[Opening EXTRACTED DATA section]
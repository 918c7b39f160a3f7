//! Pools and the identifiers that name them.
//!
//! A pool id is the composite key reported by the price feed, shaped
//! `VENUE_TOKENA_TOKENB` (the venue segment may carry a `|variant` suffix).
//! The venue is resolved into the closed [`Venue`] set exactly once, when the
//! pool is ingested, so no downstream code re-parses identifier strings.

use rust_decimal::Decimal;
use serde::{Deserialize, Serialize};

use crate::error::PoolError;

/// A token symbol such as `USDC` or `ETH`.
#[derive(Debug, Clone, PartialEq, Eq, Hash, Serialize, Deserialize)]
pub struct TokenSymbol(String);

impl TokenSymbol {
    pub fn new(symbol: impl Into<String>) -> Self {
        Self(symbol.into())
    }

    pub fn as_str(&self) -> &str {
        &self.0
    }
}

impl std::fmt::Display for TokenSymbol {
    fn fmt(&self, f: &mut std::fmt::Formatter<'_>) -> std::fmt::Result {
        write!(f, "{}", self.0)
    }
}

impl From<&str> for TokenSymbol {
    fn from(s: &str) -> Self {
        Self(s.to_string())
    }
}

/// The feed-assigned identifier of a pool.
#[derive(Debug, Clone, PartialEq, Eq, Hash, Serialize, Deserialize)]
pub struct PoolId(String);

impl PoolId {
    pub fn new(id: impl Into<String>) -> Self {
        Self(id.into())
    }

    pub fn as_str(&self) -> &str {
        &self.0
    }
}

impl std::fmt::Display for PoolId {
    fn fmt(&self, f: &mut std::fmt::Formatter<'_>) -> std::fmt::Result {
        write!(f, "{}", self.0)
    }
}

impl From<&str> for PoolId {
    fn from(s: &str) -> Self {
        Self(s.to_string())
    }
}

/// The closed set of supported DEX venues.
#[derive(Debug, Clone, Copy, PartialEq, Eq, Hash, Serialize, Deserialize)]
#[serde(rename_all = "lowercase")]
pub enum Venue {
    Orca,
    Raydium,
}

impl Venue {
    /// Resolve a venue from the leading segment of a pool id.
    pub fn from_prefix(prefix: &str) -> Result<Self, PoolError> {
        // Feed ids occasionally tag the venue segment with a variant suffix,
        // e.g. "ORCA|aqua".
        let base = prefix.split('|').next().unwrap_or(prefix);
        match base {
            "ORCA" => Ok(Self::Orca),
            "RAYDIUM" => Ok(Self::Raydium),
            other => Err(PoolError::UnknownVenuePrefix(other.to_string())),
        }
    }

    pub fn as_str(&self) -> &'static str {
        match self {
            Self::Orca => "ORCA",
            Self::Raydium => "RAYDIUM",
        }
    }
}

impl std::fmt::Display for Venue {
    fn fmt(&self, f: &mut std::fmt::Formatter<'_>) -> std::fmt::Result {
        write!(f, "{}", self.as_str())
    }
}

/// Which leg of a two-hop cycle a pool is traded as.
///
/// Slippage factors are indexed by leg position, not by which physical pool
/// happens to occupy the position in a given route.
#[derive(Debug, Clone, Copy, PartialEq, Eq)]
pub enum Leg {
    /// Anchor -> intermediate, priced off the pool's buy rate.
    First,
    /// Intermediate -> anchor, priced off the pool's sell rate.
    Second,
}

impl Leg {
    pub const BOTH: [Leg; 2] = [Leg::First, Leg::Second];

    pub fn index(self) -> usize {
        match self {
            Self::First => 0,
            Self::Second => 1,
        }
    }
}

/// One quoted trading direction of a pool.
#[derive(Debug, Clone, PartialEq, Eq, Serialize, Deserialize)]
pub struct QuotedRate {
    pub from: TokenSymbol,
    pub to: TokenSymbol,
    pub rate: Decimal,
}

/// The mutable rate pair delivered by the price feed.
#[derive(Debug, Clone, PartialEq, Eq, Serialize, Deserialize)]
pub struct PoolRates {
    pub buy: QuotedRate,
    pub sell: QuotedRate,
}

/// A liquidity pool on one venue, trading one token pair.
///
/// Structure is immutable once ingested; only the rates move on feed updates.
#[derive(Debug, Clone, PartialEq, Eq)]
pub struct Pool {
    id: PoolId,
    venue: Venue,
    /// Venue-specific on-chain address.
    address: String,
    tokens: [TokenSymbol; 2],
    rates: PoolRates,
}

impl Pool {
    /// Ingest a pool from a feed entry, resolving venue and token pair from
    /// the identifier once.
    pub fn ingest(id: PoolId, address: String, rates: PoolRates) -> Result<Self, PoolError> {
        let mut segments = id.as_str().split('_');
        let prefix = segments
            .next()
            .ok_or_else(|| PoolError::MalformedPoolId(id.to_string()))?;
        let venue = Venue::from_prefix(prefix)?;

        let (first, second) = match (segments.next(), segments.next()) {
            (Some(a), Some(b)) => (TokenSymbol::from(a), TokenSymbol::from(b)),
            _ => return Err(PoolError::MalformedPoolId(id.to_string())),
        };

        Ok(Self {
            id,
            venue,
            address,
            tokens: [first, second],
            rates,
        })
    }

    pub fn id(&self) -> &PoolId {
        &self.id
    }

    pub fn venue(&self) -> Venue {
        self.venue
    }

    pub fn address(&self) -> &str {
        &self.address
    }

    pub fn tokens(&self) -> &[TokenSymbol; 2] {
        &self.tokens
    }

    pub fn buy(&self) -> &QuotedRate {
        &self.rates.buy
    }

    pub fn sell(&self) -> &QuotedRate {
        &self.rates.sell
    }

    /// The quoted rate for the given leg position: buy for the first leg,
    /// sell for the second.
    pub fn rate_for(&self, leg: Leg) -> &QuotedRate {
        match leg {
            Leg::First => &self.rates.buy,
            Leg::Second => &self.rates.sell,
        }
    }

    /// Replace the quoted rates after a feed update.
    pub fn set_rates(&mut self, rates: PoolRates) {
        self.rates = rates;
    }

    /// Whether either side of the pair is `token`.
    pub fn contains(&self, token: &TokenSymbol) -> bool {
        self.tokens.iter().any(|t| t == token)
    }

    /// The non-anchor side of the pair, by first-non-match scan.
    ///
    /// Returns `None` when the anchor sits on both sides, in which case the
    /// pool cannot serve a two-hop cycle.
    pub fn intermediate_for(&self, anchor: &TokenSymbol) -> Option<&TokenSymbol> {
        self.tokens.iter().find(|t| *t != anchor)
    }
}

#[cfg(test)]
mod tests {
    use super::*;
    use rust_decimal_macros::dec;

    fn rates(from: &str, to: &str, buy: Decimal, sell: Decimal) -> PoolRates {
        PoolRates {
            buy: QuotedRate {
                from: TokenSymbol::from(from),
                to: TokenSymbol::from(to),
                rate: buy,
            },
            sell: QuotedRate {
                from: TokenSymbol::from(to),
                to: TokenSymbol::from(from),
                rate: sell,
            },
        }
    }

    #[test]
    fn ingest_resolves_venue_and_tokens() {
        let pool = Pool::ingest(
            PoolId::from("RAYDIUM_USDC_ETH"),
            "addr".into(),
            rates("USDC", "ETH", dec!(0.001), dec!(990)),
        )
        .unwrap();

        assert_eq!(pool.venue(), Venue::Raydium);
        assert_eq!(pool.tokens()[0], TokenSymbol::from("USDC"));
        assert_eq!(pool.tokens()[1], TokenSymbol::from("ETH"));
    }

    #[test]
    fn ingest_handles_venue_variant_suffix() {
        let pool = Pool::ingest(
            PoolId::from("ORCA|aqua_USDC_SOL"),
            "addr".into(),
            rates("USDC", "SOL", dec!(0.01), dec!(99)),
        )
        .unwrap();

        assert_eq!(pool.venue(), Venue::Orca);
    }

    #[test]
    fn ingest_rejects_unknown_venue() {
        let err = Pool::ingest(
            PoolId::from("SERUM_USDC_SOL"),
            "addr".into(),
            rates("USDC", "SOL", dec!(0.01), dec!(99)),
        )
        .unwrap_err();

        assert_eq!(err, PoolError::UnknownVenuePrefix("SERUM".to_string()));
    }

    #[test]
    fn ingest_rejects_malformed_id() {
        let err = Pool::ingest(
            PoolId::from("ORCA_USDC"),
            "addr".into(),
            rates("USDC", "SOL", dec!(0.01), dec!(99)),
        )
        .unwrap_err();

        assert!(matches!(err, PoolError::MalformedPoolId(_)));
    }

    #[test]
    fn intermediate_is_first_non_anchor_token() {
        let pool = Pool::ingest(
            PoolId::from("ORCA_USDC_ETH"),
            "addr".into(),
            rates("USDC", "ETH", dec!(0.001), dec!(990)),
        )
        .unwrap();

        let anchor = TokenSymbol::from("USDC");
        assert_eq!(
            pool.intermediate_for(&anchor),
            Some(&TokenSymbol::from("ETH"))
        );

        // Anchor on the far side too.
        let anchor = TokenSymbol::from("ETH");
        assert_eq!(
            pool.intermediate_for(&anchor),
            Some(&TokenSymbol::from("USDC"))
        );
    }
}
[Closing EXTRACTED DATA section]
TASK BRIEF:
Look above for the line that contains "let mut segments". Starting there, transcribe every line exactly until you have copied the line that contains "let (first, second)".

TASK RESPONSE:
        let mut segments = id.as_str().split('_');
        let prefix = segments
            .next()
            .ok_or_else(|| PoolError::MalformedPoolId(id.to_string()))?;
        let venue = Venue::from_prefix(prefix)?;

        let (first, second) = match (segments.next(), segments.next()) {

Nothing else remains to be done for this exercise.